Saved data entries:
※
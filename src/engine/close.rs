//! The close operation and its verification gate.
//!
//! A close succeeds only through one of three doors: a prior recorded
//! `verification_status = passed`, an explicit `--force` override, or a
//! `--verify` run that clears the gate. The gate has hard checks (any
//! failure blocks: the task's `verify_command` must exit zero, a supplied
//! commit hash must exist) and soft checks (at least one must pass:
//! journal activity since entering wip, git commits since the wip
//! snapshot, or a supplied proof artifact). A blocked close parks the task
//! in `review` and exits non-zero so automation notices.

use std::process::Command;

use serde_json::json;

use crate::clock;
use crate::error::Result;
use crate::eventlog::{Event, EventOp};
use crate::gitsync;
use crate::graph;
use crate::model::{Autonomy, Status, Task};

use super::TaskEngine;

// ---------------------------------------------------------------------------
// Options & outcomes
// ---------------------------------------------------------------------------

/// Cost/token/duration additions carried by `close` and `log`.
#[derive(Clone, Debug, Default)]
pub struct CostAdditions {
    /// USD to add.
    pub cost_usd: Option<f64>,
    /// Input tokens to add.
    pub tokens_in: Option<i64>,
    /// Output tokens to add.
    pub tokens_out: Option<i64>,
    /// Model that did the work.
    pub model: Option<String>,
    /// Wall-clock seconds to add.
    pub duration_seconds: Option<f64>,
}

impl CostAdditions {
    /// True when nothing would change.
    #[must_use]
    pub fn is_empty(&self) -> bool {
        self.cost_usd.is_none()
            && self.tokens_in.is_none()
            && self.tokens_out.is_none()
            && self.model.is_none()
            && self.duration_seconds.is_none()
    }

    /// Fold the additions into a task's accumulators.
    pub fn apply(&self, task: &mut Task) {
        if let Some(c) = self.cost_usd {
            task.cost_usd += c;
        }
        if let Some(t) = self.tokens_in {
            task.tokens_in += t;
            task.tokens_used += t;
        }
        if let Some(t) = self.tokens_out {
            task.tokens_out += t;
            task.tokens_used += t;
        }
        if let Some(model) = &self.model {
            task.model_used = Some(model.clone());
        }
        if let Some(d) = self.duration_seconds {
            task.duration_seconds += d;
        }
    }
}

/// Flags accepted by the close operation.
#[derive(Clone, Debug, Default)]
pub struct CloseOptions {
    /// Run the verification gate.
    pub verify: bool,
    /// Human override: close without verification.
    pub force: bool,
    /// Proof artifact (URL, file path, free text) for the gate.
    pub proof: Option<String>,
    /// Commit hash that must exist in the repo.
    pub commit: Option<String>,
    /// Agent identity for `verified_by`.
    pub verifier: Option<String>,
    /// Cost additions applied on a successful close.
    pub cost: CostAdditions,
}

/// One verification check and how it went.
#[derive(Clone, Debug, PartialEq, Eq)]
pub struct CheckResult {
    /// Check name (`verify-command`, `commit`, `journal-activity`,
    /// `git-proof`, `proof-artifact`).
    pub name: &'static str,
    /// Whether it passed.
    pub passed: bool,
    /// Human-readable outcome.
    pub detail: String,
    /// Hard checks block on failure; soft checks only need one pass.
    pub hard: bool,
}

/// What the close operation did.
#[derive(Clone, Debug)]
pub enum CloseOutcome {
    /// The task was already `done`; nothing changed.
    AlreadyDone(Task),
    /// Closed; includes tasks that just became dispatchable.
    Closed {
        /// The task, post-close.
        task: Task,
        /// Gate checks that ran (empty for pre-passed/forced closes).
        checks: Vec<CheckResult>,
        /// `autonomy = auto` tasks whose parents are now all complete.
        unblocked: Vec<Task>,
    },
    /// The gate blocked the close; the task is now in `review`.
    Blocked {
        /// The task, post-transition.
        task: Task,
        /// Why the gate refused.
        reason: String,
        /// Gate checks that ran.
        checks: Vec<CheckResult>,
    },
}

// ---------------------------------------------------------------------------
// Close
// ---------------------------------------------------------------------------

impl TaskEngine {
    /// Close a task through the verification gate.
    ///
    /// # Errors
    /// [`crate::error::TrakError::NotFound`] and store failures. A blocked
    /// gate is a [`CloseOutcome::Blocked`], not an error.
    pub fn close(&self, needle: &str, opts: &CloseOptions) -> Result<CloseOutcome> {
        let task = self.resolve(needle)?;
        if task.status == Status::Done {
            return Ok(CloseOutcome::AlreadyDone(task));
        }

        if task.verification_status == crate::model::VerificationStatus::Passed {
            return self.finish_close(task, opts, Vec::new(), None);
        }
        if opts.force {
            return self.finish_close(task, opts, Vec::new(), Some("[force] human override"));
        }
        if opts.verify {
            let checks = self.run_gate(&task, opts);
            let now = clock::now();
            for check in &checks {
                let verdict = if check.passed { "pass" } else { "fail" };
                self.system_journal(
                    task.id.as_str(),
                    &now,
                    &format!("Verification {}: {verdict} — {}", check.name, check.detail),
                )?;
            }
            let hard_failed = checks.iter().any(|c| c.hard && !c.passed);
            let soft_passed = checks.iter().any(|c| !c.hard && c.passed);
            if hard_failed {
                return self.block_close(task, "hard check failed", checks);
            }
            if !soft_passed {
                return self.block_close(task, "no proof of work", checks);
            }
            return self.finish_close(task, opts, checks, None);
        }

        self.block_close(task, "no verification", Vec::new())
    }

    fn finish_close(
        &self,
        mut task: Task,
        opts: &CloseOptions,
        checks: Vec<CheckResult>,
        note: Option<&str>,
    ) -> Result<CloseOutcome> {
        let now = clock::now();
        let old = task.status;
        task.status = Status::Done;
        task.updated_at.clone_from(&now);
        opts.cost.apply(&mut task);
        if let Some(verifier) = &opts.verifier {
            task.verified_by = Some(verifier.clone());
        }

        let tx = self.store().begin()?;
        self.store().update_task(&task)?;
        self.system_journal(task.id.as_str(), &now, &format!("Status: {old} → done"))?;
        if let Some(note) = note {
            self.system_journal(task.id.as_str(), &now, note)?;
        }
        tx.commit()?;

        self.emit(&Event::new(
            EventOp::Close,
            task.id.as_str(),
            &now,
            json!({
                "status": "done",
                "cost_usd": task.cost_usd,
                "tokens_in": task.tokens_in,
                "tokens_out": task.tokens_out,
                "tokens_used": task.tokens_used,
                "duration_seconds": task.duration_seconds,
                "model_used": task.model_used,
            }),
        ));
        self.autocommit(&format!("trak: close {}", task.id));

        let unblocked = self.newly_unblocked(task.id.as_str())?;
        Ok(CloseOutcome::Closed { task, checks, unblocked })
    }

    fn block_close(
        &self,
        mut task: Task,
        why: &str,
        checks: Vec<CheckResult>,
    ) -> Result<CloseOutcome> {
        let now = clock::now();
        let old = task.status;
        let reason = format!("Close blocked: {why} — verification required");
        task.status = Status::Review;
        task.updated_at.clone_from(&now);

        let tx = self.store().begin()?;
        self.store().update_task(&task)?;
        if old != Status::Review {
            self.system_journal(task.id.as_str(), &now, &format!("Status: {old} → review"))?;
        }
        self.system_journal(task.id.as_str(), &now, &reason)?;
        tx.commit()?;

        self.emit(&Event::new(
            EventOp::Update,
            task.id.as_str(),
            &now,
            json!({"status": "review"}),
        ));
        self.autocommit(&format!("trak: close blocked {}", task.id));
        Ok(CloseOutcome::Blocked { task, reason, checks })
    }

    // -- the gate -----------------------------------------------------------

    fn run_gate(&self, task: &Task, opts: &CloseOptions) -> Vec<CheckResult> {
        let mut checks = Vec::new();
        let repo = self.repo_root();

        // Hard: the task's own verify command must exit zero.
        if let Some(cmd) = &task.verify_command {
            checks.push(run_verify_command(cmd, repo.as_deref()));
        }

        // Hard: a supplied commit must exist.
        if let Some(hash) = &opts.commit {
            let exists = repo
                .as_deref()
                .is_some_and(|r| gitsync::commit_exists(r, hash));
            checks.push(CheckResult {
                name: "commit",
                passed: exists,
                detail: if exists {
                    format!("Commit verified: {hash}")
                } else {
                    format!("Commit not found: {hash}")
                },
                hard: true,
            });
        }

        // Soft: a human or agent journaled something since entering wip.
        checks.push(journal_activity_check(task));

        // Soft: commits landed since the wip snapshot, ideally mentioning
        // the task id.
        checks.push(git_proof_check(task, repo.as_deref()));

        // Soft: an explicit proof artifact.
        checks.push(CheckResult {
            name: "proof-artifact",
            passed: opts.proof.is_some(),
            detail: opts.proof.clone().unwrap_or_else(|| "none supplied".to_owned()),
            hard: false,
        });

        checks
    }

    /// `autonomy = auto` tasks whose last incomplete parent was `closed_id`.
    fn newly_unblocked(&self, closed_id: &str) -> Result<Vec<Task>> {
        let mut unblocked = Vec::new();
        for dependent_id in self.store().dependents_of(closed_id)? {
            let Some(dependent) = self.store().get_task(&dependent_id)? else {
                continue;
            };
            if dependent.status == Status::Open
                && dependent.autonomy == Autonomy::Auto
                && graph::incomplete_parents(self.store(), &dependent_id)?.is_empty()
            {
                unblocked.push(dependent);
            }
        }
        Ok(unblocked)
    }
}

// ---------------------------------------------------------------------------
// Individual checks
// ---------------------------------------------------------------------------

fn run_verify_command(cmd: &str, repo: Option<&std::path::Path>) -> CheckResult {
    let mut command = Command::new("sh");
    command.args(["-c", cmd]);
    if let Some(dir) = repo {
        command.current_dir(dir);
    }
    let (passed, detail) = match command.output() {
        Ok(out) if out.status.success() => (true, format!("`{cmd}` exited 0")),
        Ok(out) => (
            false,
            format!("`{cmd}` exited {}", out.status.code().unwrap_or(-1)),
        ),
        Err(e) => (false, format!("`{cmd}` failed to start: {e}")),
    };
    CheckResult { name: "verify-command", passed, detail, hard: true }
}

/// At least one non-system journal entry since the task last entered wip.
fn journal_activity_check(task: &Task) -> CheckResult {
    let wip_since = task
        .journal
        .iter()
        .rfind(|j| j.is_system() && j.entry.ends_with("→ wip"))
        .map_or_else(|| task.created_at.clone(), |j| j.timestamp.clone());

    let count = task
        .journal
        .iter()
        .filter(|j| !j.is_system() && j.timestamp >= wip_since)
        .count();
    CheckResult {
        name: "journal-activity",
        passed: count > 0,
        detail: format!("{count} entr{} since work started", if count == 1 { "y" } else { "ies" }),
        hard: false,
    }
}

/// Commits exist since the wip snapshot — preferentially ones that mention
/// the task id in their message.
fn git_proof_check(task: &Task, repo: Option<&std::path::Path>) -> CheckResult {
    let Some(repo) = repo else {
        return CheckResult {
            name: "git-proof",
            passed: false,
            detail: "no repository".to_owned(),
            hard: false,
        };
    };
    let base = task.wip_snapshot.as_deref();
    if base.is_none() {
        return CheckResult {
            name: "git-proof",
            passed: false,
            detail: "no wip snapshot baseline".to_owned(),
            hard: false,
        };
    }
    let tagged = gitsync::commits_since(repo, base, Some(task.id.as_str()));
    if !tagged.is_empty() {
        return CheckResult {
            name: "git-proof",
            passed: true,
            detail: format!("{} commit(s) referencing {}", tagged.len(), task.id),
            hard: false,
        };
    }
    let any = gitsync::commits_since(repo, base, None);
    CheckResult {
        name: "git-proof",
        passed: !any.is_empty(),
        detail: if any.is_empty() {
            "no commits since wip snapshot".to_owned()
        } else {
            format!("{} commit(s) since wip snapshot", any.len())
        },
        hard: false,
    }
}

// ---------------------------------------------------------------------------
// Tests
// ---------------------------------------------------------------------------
※
▶ **Task directions**
Go line by line through the data, copying each one that contains the word "bool".

▶ **Result for this exercise**
    pub fn is_empty(&self) -> bool {
    pub verify: bool,
    pub force: bool,
    pub passed: bool,
    pub hard: bool,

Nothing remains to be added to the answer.